The road to one Stanley Cup is the hockey equivalent of climbing Everest. The attempt to repeat is akin to climbing Everest twice in consecutive days.
It has not happened in the salary-cap era. It has not happened since 1998.
The Hawks were a bounce away from the summit, from going back to back, the Rangers little more than road kill on their parade route.
All they had to do was show up from the start against the Kings. All they had to do was win that Game 2 at home.
What they really had to do was protect a lead, something they failed to do over and over again in the Western Conference finals. They blew leads nine times. They gave away 2-goal leads three times. They scored 4 goals and lost Sunday in Game 7. They gave up 4 goals or more five times in one series.
In one seven-game series. Unthinkable for this team.
What causes Toews so much pain is the understanding of how hard it is to win a game in the playoffs, let alone a series. Or two. Or three.
"This is a very bad feeling," he said. "It's a bitter pill to swallow."
It's very difficult to get this far in the postseason, and there are never any guarantees about next year. That's what's so daunting. This is what's so painful.
"This will sting for a while," Toews said. "That's the best 60 minutes we had all year. Last goal wins. Had a feeling it would come down to overtime, just looking for that one extra lucky bounce, but we ran out of time."
Yes, they lost on a tough bounce, but they left themselves no margin for error by falling behind 3-1 in the series, that result from failing to find their desperation until it was so late.
"To go down 3-1 to a team like that seemed insurmountable, but we gave ourselves a chance," Toews said. "Pretty amazing to have done that against a team like this."
The Hawks played very hard in Games 6 and 7, and deserved to win them both, but the key is giving yourself an out, some breathing room so that a series doesn't come down to a single bounce.
So should the ending be shocking? No, not taken in its entirety and with a long-term view. Before the season, a trip to the conference finals should have been considered an amazing feat.
"Just goes to show how hard it is to win a Stanley Cup even one time, let alone twice in a row," Toews said. "Pretty amazing what this group has accomplished."
It is amazing, and the series defeat stunning only because the Hawks rallied from so many deficits the last 13 months that it became the argument for them, rather than against them, especially after difficult series with St. Louis and Minnesota, and the rallies in 2013 against Detroit and Boston.
The truth is it should have been the argument against them. The truth is they relied once too often on their ability to flip the switch, and they ran into a very good team that short-circuited the operation.
The Kings were relentless and overcame everything the Hawks could throw at them and in the end overpowered them with skill and urgency.

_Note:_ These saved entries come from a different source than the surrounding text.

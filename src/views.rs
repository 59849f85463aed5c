//! Consumers of the gate's readiness signal.
//!
//! The loading screen, the fallback interface and the overlay hold no
//! decision logic. [`ViewHost`] derives a [`Presentation`] from each gate
//! snapshot and mounts or unmounts views on the edges:
//!
//! | phase          | presentation        |
//! |----------------|---------------------|
//! | CHECKING       | LOADING             |
//! | UNSUPPORTED    | FALLBACK            |
//! | AWAITING_READY | SCENE               |
//! | READY          | SCENE \| OVERLAY    |
//! | DEGRADED       | SCENE \| FALLBACK   |
//!
//! `SCENE` marks the accelerated surface, which the session mounts itself.

use std::cell::RefCell;
use std::rc::Rc;

use bitflags::bitflags;

use crate::controller::RetryHandle;
use crate::gate::{GatePhase, GateState};
use crate::probe::Tier;
use crate::reactive::{create_effect, Effect, ReadSignal};

/// Notice shown by the fallback when the gate carries no error text.
pub const DEFAULT_FALLBACK_NOTICE: &str =
    "Accelerated graphics is not supported on this device. Showing the 2D interface.";

bitflags! {
    /// Which consumers are mounted.
    #[derive(Debug, Clone, Copy, PartialEq, Eq, Hash)]
    pub struct Presentation: u8 {
        const LOADING = 1 << 0;
        const SCENE = 1 << 1;
        const FALLBACK = 1 << 2;
        const OVERLAY = 1 << 3;
    }
}

impl Presentation {
    pub fn for_state(state: &GateState) -> Self {
        match state.phase() {
            GatePhase::Checking => Presentation::LOADING,
            GatePhase::Unsupported => Presentation::FALLBACK,
            GatePhase::AwaitingReady => Presentation::SCENE,
            GatePhase::Ready => Presentation::SCENE | Presentation::OVERLAY,
            GatePhase::Degraded => Presentation::SCENE | Presentation::FALLBACK,
        }
    }
}

/// Props handed to a view when it mounts.
#[derive(Clone)]
pub struct ViewProps {
    pub error: Option<String>,
    pub tier: Option<Tier>,
    pub retry: RetryHandle,
}

impl ViewProps {
    /// Text for the fallback's "3D mode unavailable" notice.
    pub fn notice(&self) -> &str {
        self.error.as_deref().unwrap_or(DEFAULT_FALLBACK_NOTICE)
    }
}

pub trait View {
    fn mount(&mut self, props: &ViewProps);
    fn unmount(&mut self);
}

/// The three consumer slots.
pub struct Views {
    pub loading: Box<dyn View>,
    pub fallback: Box<dyn View>,
    pub overlay: Box<dyn View>,
}

impl Views {
    pub fn new(
        loading: impl View + 'static,
        fallback: impl View + 'static,
        overlay: impl View + 'static,
    ) -> Self {
        Self {
            loading: Box::new(loading),
            fallback: Box::new(fallback),
            overlay: Box::new(overlay),
        }
    }
}

struct ViewSlots {
    views: Views,
    presented: Presentation,
    fallback_error: Option<String>,
}

impl ViewSlots {
    fn present(&mut self, state: &GateState, retry: &RetryHandle) {
        let next = Presentation::for_state(state);
        let props = ViewProps {
            error: state.error_message(),
            tier: state.tier(),
            retry: retry.clone(),
        };

        // Unmount first so consumers never overlap a stale sibling
        if self.presented.contains(Presentation::OVERLAY) && !next.contains(Presentation::OVERLAY) {
            self.views.overlay.unmount();
        }
        let fallback_changed = self.fallback_error != props.error;
        if self.presented.contains(Presentation::FALLBACK)
            && (!next.contains(Presentation::FALLBACK) || fallback_changed)
        {
            self.views.fallback.unmount();
            self.presented.remove(Presentation::FALLBACK);
        }
        if self.presented.contains(Presentation::LOADING) && !next.contains(Presentation::LOADING) {
            self.views.loading.unmount();
        }

        if next.contains(Presentation::LOADING) && !self.presented.contains(Presentation::LOADING) {
            self.views.loading.mount(&props);
        }
        if next.contains(Presentation::FALLBACK) && !self.presented.contains(Presentation::FALLBACK) {
            self.views.fallback.mount(&props);
            self.fallback_error = props.error.clone();
        }
        if next.contains(Presentation::OVERLAY) && !self.presented.contains(Presentation::OVERLAY) {
            self.views.overlay.mount(&props);
        }

        if next != self.presented {
            log::debug!("Presentation {:?} -> {:?}", self.presented, next);
        }
        self.presented = next;
    }
}

/// Keeps the views in step with the gate for as long as it lives.
pub struct ViewHost {
    slots: Rc<RefCell<ViewSlots>>,
    _effect: Effect,
}

impl ViewHost {
    pub fn attach(views: Views, state: ReadSignal<GateState>, retry: RetryHandle) -> Self {
        let slots = Rc::new(RefCell::new(ViewSlots {
            views,
            presented: Presentation::empty(),
            fallback_error: None,
        }));

        let effect_slots = slots.clone();
        let effect = create_effect(move || {
            let snapshot = state.get();
            effect_slots.borrow_mut().present(&snapshot, &retry);
        });

        Self {
            slots,
            _effect: effect,
        }
    }

    pub fn presented(&self) -> Presentation {
        self.slots.borrow().presented
    }
}

#[cfg(test)]
mod tests {
    use super::*;
    use crate::error::GateError;
    use crate::gate::{Generation, Support};

    #[test]
    fn test_presentation_table() {
        let mut state = GateState::checking(Generation::INITIAL);
        assert_eq!(Presentation::for_state(&state), Presentation::LOADING);

        state.support = Support::Unsupported;
        state.error = Some(GateError::DetectionFailure("none".into()));
        assert_eq!(Presentation::for_state(&state), Presentation::FALLBACK);

        state.support = Support::Supported {
            tier: Tier::Baseline,
        };
        state.error = None;
        assert_eq!(Presentation::for_state(&state), Presentation::SCENE);

        state.ready = true;
        assert_eq!(
            Presentation::for_state(&state),
            Presentation::SCENE | Presentation::OVERLAY
        );

        state.ready = false;
        state.error = Some(GateError::ContextLost);
        assert_eq!(
            Presentation::for_state(&state),
            Presentation::SCENE | Presentation::FALLBACK
        );
    }

    #[test]
    fn test_notice_defaults_without_error() {
        let props = ViewProps {
            error: None,
            tier: None,
            retry: crate::controller::ResetController::new().retry_handle(),
        };
        assert_eq!(props.notice(), DEFAULT_FALLBACK_NOTICE);
    }
}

Going into Sunday night, the Hawks were 13-0 in Games 5-7 last two years, 9-2 when facing elimination since 2011, and Sunday night they were trying to become the first team in history to successfully overcome a 3-1 series deficit in consecutive postseasons.
But it was against the best opponent the Hawks have faced since the Bruins a year ago, and in some ways better than Boston. The Kings were faster and just as physical, with depth of scoring the Hawks haven't seen in the postseason the last two years.
The Hawks played with fire and finally got burned.
They are too talented to consistently put themselves in such precarious positions, to have their backs against the wall and have to survive scare after scare. But the contradiction that is the Hawks is their skill and the knowledge that they can overcome anything.
Until they finally couldn't.
So it wasn't Sunday night when the Hawks gave away their chance to repeat. It was in Games 2, 3 and 4, when they failed to play with the urgency necessary to defeat a great opponent.
If they had done that and lost, the pain would not be as great. You tip your helmet and move along. But these Hawks, exhausted as they may have been all season, know deep down they gave away a historical opportunity.
The Hawks also know that next season, Los Angeles will be better, and so will Anaheim, Colorado and Minnesota. The division will be harder to escape and the conference more difficult to win.
It is so very hard to get this far, and so very painful to give away a ring on one bounce.
The harsh reality is they should have never let it come down to that.
And coming to terms with that will take a long time.